* EXERCISE OBJECTIVE
Begin with the line where "ScopeLevel::App => candidate.app_id()" appears. Set down that line and the rest of the records below it exactly as given.

* INFORMATION SUPPLIED
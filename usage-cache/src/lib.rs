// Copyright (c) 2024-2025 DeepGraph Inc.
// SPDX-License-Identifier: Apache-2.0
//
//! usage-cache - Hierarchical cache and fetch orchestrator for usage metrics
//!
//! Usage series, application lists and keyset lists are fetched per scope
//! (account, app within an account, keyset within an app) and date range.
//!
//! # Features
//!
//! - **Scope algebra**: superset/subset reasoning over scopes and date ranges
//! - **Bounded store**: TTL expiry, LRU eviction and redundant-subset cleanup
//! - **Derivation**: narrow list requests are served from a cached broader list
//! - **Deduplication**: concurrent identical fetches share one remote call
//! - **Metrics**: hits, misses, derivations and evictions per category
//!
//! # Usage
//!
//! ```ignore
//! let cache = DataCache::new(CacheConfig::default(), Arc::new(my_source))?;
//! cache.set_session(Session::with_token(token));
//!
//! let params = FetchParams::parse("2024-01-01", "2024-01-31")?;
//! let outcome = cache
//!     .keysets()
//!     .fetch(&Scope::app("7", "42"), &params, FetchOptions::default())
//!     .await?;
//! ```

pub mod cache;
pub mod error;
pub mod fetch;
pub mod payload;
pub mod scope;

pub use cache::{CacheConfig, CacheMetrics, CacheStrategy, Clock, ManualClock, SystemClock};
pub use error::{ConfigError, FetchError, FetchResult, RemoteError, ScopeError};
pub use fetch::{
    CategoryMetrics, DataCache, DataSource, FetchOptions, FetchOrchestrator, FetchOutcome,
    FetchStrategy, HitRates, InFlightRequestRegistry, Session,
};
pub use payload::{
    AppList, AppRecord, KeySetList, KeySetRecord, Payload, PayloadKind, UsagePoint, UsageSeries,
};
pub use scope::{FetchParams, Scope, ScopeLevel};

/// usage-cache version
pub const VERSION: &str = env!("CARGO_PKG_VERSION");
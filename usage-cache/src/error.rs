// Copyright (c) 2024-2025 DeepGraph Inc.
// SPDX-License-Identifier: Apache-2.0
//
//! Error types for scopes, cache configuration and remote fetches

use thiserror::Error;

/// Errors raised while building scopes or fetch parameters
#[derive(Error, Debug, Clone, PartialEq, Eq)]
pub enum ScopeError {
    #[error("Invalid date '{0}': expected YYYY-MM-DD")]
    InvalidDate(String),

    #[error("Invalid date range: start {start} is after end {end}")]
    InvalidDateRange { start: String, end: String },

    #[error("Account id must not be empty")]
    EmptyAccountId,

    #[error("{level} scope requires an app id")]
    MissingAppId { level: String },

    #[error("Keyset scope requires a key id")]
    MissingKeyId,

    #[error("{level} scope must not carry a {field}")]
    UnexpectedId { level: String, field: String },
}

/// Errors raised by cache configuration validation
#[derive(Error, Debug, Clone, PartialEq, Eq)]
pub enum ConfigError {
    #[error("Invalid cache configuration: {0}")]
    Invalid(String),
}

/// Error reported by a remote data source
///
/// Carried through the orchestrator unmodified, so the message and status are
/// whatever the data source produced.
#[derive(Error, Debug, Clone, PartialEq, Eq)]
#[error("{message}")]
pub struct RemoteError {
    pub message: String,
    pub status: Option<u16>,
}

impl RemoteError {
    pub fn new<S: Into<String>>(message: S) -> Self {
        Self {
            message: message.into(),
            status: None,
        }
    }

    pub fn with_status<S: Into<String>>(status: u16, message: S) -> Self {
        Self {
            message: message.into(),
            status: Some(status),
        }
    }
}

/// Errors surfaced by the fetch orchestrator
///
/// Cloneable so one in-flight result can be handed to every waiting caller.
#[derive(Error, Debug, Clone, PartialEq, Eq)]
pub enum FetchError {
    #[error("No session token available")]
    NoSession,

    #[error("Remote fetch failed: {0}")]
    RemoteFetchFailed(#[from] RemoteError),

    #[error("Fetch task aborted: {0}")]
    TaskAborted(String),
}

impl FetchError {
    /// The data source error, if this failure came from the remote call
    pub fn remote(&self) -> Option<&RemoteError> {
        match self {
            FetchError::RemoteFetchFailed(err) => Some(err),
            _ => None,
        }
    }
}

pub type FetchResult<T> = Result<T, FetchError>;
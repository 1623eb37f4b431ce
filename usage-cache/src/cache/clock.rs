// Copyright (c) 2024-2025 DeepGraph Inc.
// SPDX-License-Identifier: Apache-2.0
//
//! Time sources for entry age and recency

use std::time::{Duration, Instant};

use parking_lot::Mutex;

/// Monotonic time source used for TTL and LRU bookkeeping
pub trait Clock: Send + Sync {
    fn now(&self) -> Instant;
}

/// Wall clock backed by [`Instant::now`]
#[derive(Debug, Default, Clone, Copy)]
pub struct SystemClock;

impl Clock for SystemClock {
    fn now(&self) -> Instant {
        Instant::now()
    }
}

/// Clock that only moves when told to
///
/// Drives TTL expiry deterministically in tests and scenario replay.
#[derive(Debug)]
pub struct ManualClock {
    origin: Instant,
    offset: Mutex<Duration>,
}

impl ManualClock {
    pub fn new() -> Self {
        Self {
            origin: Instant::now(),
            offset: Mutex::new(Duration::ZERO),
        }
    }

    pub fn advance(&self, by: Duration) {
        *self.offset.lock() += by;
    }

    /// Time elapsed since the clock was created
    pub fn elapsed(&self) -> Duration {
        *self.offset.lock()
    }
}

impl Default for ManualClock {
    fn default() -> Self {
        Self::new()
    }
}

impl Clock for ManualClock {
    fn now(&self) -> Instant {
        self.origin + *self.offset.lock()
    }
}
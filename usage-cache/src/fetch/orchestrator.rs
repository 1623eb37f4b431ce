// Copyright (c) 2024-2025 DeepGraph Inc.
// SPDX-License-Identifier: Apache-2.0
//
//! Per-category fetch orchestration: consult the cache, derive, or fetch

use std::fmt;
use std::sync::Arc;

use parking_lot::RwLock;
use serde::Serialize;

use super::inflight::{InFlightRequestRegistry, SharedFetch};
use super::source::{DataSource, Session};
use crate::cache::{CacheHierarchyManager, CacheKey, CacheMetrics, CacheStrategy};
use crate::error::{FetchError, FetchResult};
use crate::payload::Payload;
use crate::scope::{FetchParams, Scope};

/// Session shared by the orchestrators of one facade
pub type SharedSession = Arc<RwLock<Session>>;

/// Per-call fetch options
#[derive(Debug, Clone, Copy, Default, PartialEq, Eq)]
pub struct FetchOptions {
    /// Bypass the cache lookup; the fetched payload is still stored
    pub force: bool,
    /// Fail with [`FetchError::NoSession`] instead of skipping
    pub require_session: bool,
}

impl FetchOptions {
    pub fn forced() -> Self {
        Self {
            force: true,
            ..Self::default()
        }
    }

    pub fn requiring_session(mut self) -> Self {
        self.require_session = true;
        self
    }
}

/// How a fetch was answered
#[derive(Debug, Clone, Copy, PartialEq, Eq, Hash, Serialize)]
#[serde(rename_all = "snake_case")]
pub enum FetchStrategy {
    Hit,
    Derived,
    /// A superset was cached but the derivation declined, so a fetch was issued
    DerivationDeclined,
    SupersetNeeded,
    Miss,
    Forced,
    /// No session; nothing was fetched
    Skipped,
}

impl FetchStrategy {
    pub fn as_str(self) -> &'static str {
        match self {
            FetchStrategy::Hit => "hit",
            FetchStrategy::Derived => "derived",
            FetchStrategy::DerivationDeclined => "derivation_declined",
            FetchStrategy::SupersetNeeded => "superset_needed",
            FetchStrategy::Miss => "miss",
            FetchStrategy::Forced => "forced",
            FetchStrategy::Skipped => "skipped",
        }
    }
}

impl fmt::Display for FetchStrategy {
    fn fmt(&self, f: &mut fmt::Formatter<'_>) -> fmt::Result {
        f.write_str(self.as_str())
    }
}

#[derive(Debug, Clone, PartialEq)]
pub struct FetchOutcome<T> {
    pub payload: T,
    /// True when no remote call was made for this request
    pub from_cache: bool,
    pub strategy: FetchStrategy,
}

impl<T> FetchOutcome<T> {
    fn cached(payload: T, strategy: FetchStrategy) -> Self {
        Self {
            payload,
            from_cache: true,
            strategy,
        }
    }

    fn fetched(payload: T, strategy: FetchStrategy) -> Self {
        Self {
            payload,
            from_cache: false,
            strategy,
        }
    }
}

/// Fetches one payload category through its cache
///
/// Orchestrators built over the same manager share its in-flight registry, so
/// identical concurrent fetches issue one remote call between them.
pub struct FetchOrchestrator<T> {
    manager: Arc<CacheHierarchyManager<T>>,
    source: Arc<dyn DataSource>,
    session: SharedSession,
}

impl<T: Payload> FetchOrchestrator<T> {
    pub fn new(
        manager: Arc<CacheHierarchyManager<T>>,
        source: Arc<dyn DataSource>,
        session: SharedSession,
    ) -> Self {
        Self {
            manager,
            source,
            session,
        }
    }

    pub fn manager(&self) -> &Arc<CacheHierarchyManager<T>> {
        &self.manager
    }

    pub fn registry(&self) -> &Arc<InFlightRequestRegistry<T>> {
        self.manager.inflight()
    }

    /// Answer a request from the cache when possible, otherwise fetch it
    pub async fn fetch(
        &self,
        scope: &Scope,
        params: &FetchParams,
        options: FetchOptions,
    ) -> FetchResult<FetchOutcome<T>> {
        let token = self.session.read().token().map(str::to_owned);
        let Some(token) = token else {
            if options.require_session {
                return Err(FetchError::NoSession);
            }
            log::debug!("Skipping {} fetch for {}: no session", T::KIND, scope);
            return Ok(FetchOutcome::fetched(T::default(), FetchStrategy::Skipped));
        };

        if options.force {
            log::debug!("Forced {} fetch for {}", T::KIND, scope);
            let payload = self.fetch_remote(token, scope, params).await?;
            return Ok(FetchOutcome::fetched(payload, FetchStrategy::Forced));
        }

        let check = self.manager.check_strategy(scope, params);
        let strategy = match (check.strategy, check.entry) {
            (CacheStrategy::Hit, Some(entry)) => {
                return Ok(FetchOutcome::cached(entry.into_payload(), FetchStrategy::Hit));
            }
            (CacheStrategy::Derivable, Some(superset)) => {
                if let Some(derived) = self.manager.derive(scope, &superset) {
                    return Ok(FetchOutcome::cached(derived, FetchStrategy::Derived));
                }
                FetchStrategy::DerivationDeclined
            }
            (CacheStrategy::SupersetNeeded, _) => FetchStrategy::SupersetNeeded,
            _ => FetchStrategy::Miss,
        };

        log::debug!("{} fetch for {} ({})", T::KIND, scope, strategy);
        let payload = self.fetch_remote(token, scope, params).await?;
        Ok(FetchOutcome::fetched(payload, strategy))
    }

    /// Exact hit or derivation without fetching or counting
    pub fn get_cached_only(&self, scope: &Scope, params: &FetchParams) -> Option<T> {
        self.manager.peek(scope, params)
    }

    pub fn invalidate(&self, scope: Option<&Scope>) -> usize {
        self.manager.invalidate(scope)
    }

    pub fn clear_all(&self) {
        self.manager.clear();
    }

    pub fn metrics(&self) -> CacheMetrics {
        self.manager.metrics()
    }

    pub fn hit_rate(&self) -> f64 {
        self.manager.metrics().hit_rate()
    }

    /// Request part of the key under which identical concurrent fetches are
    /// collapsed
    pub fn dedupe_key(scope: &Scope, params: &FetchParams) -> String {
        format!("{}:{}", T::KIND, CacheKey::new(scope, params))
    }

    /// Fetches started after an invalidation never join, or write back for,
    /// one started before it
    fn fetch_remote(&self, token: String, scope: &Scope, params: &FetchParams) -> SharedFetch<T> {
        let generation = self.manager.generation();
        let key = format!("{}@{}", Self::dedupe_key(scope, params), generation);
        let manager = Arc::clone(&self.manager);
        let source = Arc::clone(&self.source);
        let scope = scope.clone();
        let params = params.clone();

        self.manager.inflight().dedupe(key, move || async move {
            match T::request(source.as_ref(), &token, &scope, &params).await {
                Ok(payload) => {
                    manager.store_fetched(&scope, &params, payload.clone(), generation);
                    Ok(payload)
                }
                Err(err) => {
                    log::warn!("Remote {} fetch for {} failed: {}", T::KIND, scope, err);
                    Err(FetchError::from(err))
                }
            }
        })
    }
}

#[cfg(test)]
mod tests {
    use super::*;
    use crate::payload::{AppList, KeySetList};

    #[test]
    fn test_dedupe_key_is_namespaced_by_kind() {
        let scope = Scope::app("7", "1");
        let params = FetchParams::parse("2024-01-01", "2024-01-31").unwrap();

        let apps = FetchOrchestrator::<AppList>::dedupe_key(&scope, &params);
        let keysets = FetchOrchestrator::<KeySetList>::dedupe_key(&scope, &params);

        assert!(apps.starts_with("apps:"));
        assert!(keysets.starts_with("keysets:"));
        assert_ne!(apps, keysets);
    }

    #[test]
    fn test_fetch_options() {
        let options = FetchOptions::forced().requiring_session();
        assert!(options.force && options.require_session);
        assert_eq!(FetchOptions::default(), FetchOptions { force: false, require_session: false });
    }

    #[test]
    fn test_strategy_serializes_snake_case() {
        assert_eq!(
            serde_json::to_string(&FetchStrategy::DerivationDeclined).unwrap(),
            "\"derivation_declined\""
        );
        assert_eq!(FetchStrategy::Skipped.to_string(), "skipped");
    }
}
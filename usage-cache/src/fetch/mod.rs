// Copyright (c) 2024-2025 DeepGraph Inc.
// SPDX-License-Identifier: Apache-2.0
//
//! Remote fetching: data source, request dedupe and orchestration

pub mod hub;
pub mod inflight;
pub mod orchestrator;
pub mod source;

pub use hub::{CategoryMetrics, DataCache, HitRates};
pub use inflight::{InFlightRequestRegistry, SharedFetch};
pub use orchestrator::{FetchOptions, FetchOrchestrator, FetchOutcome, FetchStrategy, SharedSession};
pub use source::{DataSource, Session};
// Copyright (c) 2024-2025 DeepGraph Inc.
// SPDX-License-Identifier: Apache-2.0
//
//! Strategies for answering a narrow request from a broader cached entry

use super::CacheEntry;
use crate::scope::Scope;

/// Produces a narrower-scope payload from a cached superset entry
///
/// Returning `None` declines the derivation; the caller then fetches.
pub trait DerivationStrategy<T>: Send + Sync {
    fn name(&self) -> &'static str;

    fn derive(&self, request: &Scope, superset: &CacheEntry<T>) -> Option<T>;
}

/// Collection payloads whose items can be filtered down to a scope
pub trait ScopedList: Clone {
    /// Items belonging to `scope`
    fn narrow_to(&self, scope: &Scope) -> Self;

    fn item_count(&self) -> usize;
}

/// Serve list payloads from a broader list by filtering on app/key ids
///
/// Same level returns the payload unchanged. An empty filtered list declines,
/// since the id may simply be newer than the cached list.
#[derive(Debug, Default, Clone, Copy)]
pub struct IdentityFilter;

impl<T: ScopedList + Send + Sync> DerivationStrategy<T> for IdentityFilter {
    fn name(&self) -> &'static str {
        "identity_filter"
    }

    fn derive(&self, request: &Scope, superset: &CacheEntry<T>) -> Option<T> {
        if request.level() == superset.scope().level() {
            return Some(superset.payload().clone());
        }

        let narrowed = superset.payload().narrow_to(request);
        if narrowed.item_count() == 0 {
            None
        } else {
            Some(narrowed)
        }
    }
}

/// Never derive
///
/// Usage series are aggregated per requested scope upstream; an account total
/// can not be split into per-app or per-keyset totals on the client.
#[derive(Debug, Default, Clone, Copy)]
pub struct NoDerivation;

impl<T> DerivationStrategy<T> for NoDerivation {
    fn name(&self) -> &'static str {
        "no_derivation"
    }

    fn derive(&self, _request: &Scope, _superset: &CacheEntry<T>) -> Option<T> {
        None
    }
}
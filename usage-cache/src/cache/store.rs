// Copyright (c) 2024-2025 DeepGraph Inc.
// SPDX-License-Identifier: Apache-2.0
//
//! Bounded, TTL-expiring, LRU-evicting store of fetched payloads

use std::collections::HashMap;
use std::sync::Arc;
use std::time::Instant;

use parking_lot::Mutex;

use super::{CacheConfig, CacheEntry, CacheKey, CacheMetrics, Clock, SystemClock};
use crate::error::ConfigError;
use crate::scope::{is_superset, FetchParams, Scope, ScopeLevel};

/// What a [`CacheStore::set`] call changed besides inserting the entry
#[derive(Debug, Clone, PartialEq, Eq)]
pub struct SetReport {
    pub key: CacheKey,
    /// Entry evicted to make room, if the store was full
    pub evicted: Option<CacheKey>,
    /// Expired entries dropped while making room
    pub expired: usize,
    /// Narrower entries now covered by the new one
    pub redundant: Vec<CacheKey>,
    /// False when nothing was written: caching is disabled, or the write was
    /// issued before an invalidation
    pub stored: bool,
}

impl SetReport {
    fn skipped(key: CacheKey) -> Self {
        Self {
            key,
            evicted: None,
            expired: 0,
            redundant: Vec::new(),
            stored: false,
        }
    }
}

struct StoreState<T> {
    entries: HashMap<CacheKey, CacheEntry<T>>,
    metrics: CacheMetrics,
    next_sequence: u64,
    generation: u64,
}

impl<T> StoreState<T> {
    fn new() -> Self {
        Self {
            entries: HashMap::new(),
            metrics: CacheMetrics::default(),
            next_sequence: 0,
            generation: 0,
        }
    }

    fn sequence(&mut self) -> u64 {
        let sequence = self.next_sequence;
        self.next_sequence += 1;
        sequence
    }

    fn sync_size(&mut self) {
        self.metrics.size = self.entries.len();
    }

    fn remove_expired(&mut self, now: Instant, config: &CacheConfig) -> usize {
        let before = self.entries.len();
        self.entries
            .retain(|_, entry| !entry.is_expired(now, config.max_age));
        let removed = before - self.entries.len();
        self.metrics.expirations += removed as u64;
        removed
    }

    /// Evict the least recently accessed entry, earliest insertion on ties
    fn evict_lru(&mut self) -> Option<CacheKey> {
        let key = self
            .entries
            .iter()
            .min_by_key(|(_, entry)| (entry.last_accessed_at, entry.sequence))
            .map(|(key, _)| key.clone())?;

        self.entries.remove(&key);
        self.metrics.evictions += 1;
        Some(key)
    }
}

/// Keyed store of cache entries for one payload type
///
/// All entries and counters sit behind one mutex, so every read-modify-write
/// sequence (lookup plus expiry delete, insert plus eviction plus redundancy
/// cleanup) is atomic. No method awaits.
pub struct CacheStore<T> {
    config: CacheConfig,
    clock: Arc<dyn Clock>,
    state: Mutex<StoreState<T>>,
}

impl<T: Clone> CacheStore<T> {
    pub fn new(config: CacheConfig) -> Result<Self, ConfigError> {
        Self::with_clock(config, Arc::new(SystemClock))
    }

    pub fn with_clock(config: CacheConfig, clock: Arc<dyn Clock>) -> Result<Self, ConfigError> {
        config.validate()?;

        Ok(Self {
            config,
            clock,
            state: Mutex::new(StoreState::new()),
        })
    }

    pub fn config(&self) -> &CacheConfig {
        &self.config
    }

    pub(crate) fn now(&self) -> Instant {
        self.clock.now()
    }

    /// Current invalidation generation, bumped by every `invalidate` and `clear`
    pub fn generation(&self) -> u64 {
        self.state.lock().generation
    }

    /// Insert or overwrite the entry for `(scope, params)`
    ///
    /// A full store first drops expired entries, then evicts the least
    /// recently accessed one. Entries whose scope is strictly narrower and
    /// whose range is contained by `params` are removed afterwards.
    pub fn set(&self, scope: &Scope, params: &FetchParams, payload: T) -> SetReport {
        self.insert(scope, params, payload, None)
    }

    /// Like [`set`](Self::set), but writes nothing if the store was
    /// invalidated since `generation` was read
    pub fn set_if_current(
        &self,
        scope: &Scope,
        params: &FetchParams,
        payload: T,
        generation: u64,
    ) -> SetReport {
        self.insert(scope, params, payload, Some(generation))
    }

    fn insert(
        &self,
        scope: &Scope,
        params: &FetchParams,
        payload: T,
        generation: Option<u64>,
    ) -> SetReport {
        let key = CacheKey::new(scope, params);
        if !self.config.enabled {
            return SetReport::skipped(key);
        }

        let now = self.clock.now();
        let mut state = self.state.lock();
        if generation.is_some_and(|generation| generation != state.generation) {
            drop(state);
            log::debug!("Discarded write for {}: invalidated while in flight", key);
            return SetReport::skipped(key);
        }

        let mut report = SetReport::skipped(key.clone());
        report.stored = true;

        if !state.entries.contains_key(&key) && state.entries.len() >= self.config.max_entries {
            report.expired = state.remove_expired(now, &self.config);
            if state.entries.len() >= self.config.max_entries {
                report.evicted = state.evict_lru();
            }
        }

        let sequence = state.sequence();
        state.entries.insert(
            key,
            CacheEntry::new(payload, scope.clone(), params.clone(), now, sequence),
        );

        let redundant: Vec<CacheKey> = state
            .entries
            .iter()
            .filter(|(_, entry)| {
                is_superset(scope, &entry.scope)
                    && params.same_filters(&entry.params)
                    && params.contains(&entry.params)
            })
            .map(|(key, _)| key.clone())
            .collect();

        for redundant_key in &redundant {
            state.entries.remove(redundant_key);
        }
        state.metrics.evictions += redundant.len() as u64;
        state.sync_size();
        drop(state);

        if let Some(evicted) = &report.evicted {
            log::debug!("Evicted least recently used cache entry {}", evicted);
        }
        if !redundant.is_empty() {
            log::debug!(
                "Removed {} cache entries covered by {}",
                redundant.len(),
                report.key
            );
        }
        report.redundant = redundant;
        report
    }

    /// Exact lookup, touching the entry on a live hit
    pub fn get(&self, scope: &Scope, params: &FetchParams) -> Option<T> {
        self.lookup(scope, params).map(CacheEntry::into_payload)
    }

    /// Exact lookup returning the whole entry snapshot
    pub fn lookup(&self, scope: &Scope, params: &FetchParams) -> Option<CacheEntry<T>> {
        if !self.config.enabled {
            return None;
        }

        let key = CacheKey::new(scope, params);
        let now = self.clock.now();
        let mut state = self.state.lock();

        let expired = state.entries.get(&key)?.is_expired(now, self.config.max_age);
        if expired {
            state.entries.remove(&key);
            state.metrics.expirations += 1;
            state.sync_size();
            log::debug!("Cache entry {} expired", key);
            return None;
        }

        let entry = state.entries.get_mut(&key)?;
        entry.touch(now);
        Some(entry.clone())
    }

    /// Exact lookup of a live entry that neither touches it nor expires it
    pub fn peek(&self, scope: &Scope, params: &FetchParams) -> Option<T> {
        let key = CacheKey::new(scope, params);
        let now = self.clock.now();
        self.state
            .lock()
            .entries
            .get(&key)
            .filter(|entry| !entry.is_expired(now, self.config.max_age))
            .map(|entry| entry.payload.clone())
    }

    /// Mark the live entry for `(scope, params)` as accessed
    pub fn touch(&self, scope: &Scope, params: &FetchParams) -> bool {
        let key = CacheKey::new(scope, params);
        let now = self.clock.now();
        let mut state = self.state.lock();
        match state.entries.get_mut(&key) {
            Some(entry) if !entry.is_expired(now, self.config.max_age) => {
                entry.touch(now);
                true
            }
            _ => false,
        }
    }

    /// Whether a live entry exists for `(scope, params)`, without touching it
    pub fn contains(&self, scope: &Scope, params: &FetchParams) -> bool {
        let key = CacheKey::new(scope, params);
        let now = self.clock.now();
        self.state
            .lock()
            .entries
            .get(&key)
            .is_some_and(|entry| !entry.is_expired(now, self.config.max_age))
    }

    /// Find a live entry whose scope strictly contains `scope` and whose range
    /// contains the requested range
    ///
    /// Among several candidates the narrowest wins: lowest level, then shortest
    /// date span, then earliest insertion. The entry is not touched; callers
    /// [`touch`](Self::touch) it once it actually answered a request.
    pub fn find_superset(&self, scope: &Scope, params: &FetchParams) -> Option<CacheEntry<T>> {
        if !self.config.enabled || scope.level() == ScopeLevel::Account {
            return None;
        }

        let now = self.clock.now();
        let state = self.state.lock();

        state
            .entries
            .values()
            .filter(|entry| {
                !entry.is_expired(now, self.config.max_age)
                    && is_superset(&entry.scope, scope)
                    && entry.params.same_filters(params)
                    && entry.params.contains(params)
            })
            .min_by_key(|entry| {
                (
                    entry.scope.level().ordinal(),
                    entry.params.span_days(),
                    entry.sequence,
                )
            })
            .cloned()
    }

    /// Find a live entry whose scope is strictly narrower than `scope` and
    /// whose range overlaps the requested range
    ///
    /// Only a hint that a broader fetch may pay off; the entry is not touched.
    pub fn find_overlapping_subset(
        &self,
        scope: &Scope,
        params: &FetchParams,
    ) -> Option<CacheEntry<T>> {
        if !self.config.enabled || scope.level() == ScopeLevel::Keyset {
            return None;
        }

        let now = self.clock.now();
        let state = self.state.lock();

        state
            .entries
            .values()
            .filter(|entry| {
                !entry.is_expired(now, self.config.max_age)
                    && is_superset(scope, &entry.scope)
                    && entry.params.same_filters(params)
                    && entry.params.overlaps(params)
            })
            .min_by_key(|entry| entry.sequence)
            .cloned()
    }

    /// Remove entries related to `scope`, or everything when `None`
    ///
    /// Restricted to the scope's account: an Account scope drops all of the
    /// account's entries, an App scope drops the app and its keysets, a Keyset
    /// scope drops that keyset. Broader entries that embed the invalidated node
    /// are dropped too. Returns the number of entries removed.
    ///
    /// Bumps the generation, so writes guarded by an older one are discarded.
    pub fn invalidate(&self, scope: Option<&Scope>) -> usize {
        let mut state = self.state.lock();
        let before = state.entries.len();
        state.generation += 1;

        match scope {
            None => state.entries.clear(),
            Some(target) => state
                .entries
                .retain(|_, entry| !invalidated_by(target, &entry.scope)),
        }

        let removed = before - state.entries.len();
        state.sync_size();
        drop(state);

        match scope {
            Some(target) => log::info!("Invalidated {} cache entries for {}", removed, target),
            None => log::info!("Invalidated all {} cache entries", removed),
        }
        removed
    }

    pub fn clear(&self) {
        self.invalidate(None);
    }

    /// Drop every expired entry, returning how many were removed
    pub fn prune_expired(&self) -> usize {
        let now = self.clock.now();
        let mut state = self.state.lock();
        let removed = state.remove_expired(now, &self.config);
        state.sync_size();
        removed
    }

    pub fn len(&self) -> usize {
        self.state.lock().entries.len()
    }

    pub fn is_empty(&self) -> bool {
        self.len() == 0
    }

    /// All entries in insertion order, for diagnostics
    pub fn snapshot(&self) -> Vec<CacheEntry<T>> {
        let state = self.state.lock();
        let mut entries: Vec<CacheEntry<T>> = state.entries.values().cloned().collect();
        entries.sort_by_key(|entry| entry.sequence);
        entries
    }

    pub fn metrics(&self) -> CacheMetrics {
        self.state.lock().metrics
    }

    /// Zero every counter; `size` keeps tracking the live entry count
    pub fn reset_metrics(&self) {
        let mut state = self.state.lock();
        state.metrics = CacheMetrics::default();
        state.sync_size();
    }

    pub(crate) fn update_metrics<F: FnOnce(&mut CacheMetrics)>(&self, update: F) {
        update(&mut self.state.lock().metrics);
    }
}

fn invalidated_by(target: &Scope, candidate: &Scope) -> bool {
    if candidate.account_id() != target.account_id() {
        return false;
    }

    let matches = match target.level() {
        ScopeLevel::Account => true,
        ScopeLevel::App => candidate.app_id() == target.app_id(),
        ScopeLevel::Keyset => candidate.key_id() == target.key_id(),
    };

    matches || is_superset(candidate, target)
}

* ANSWER TO THIS EXERCISE
        ScopeLevel::App => candidate.app_id() == target.app_id(),
        ScopeLevel::Keyset => candidate.key_id() == target.key_id(),
    };

    matches || is_superset(candidate, target)
}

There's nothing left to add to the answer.